Greenpeace n'a pas été plus tendre à l'endroit du ministère. Selon l'organisme, les responsables ont sous-estimé l'importance des conséquences environnementales de la catastrophe.
«J'ai été surpris de les voir minimiser l'ampleur du déversement», a lancé Keith Stewart, coordonnateur de la campagne Climat-Énergie de Greenpeace.
«C'est l'un des plus importants déversements dans l'histoire canadienne. Il faudra un effort considérable pour décontaminer tous ces endroits», a-t-il précisé en entrevue téléphonique il y a quelques jours.
Le bureau du ministre de l'Environnement, Yves-François Blanchet, a refusé les multiples demandes d'entrevue logées depuis près de deux semaines par La Presse Canadienne.
D'après les plus récentes estimations du MDDEFP, qui datent du 4 août, 7,2 millions de litres de pétrole brut léger se sont déversés dans l'environnement à la suite du déraillement mortel de Lac-Mégantic, qui a fait 47 victimes.
Les opérations de décontamination - qui pourraient s'échelonner sur des années et coûter des centaines de millions de dollars selon Daniel Gardner, professeur de droit spécialisé en responsabillité civile - ne se sont pas encore mises en branle comme tel.
«Au moment où on se parle, on ne parle pas de décontamination. Le mandat qui a été donné à Pomerleau, c'est un mandat de nettoyage et de caractérisation du site», a spécifié mardi matin la mairesse de Lac-Mégantic, Colette Roy-Laroche.
«Quant à la décontamination de l'ensemble du territoire sinistré, c'est une opération qui sera faite suite aux résultats de la caractérisation», a ajouté la première magistrate en point de presse.

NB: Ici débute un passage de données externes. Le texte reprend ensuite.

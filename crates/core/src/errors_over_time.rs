//! Sliding error-rate breaker.
//!
//! `ErrorsOverTime` keeps the most recent `error_span` failures. Once the window is
//! full, the elapsed time between its oldest and newest entry decides whether the burst
//! is still tolerable: if `error_span` failures happened within `error_threshold`, the
//! caller should stop retrying and surface the failure.

use std::collections::VecDeque;
use std::time::Duration;

use chrono::{DateTime, Utc};
use thiserror::Error;

const BANNER: &str = "----------------------------------------";

/// Aggregate error raised when the window goes out of bounds.
///
/// The message is the caller's prefix followed by every buffered error, each framed by
/// a delimiter banner.
#[derive(Debug, Error, Clone, PartialEq, Eq)]
#[error("{message}")]
pub struct ErrorBurst {
    message: String,
    errors: Vec<String>,
}

impl ErrorBurst {
    pub fn message(&self) -> &str {
        &self.message
    }

    /// Descriptions of the buffered errors, oldest first.
    pub fn errors(&self) -> &[String] {
        &self.errors
    }
}

#[derive(Debug, Clone)]
struct RecordedError {
    at: DateTime<Utc>,
    description: String,
}

/// Sliding window over the most recent errors.
#[derive(Debug, Clone)]
pub struct ErrorsOverTime {
    error_span: usize,
    error_threshold: Duration,
    window: VecDeque<RecordedError>,
    total_errors: u64,
}

impl ErrorsOverTime {
    /// `error_span` is clamped to at least 1.
    pub fn new(error_span: usize, error_threshold: Duration) -> Self {
        let error_span = error_span.max(1);
        Self {
            error_span,
            error_threshold,
            window: VecDeque::with_capacity(error_span),
            total_errors: 0,
        }
    }

    pub fn error_span(&self) -> usize {
        self.error_span
    }

    pub fn error_threshold(&self) -> Duration {
        self.error_threshold
    }

    /// Number of errors currently held in the window.
    pub fn buffered(&self) -> usize {
        self.window.len()
    }

    /// Cumulative number of errors ever recorded.
    pub fn total_errors(&self) -> u64 {
        self.total_errors
    }

    /// Record an error observed now. Returns `true` while still within limits.
    pub fn record_error(&mut self, err: &dyn core::fmt::Display) -> bool {
        self.record_error_at(err, Utc::now())
    }

    /// Record an error observed at `at`. Returns `true` while still within limits.
    pub fn record_error_at(&mut self, err: &dyn core::fmt::Display, at: DateTime<Utc>) -> bool {
        self.window.push_back(RecordedError {
            at,
            description: err.to_string(),
        });
        self.total_errors += 1;

        while self.window.len() > self.error_span {
            self.window.pop_front();
        }

        self.within_limits()
    }

    /// Record an error and fail with an aggregate [`ErrorBurst`] once out of bounds.
    pub fn assert_within_limits(
        &mut self,
        err: &dyn core::fmt::Display,
        prefix: &str,
    ) -> Result<(), ErrorBurst> {
        if self.record_error(err) {
            Ok(())
        } else {
            Err(self.to_burst(prefix))
        }
    }

    /// Build the aggregate error for the current window contents.
    pub fn to_burst(&self, prefix: &str) -> ErrorBurst {
        let errors: Vec<String> = self.window.iter().map(|e| e.description.clone()).collect();

        let mut message = String::from(prefix);
        for description in &errors {
            message.push('\n');
            message.push_str(BANNER);
            message.push('\n');
            message.push_str(description);
        }
        message.push('\n');
        message.push_str(BANNER);

        ErrorBurst { message, errors }
    }

    /// Forget buffered errors (the cumulative counter is kept).
    pub fn reset(&mut self) {
        self.window.clear();
    }

    fn within_limits(&self) -> bool {
        if self.window.len() < self.error_span {
            return true;
        }

        let (Some(oldest), Some(newest)) = (self.window.front(), self.window.back()) else {
            return true;
        };

        let elapsed_ms = (newest.at - oldest.at).num_milliseconds();
        let threshold_ms = i64::try_from(self.error_threshold.as_millis()).unwrap_or(i64::MAX);

        elapsed_ms > threshold_ms
    }
}

#[cfg(test)]
mod tests {
    use super::*;
    use chrono::TimeZone;
    use proptest::prelude::*;

    fn at(ms: i64) -> DateTime<Utc> {
        Utc.timestamp_millis_opt(1_700_000_000_000 + ms).unwrap()
    }

    #[test]
    fn slow_errors_stay_within_limits() {
        let mut window = ErrorsOverTime::new(3, Duration::from_millis(1000));

        assert!(window.record_error_at(&"a", at(0)));
        assert!(window.record_error_at(&"b", at(500)));
        assert!(window.record_error_at(&"c", at(1600)));
    }

    #[test]
    fn fast_burst_goes_out_of_bounds() {
        let mut window = ErrorsOverTime::new(3, Duration::from_millis(1000));

        assert!(window.record_error_at(&"a", at(0)));
        assert!(window.record_error_at(&"b", at(300)));
        assert!(!window.record_error_at(&"c", at(600)));
    }

    #[test]
    fn elapsed_equal_to_threshold_is_out_of_bounds() {
        let mut window = ErrorsOverTime::new(2, Duration::from_millis(1000));

        assert!(window.record_error_at(&"a", at(0)));
        assert!(!window.record_error_at(&"b", at(1000)));
    }

    #[test]
    fn oldest_entries_are_evicted() {
        let mut window = ErrorsOverTime::new(3, Duration::from_millis(1000));

        window.record_error_at(&"a", at(0));
        window.record_error_at(&"b", at(300));
        window.record_error_at(&"c", at(2000));
        // window is now [b@300, c@2000, d@2100]: 1800ms > 1000ms
        assert!(window.record_error_at(&"d", at(2100)));
        assert_eq!(window.buffered(), 3);
        assert_eq!(window.total_errors(), 4);
    }

    #[test]
    fn burst_message_frames_every_buffered_error() {
        let mut window = ErrorsOverTime::new(2, Duration::from_secs(60));

        assert!(window.assert_within_limits(&"first", "tail failed").is_ok());
        let burst = window
            .assert_within_limits(&"second", "tail failed")
            .unwrap_err();

        assert!(burst.message().starts_with("tail failed"));
        assert!(burst.message().contains("first"));
        assert!(burst.message().contains("second"));
        assert_eq!(burst.message().matches(BANNER).count(), 3);
        assert_eq!(burst.errors(), &["first".to_string(), "second".to_string()]);
    }

    proptest! {
        #[test]
        fn window_never_exceeds_span(span in 1usize..8, offsets in proptest::collection::vec(0i64..5000, 0..40)) {
            let mut window = ErrorsOverTime::new(span, Duration::from_millis(1000));
            let mut t = 0;
            for (i, offset) in offsets.iter().enumerate() {
                t += offset;
                window.record_error_at(&i, at(t));
                prop_assert!(window.buffered() <= span);
            }
            prop_assert_eq!(window.total_errors(), offsets.len() as u64);
        }
    }
}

L'entièreté de la facture de l'opération nettoyage a été refilée aux contribuables - du moins, pour l'instant. La compagnie Montreal, Maine and Atlantic (MMA), propriétaire du convoi qui a explosé en plein coeur du centre-ville de Lac-Mégantic, se dit de toute façon incapable de l'éponger.
Dans les documents déposés en Cour supérieure la semaine dernière, l'entreprise américaine a expliqué qu'elle faisait face à un nombre croissant de poursuites, de mises en demeure et des coûts de nettoyage. Ceux-ci, prévoit-elle, dépasseront les 200 millions $. MMA dispose d'une couverture d'assurances de 25 millions $ et d'actifs de 18 millions $.
À la suite du dépôt de cette requête, le gouvernement du Québec a finalement reconnu que ce sont bel et bien les contribuables québécois qui assumeraient la part du lion des coûts en matière de nettoyage, de décontamination et de reconstruction.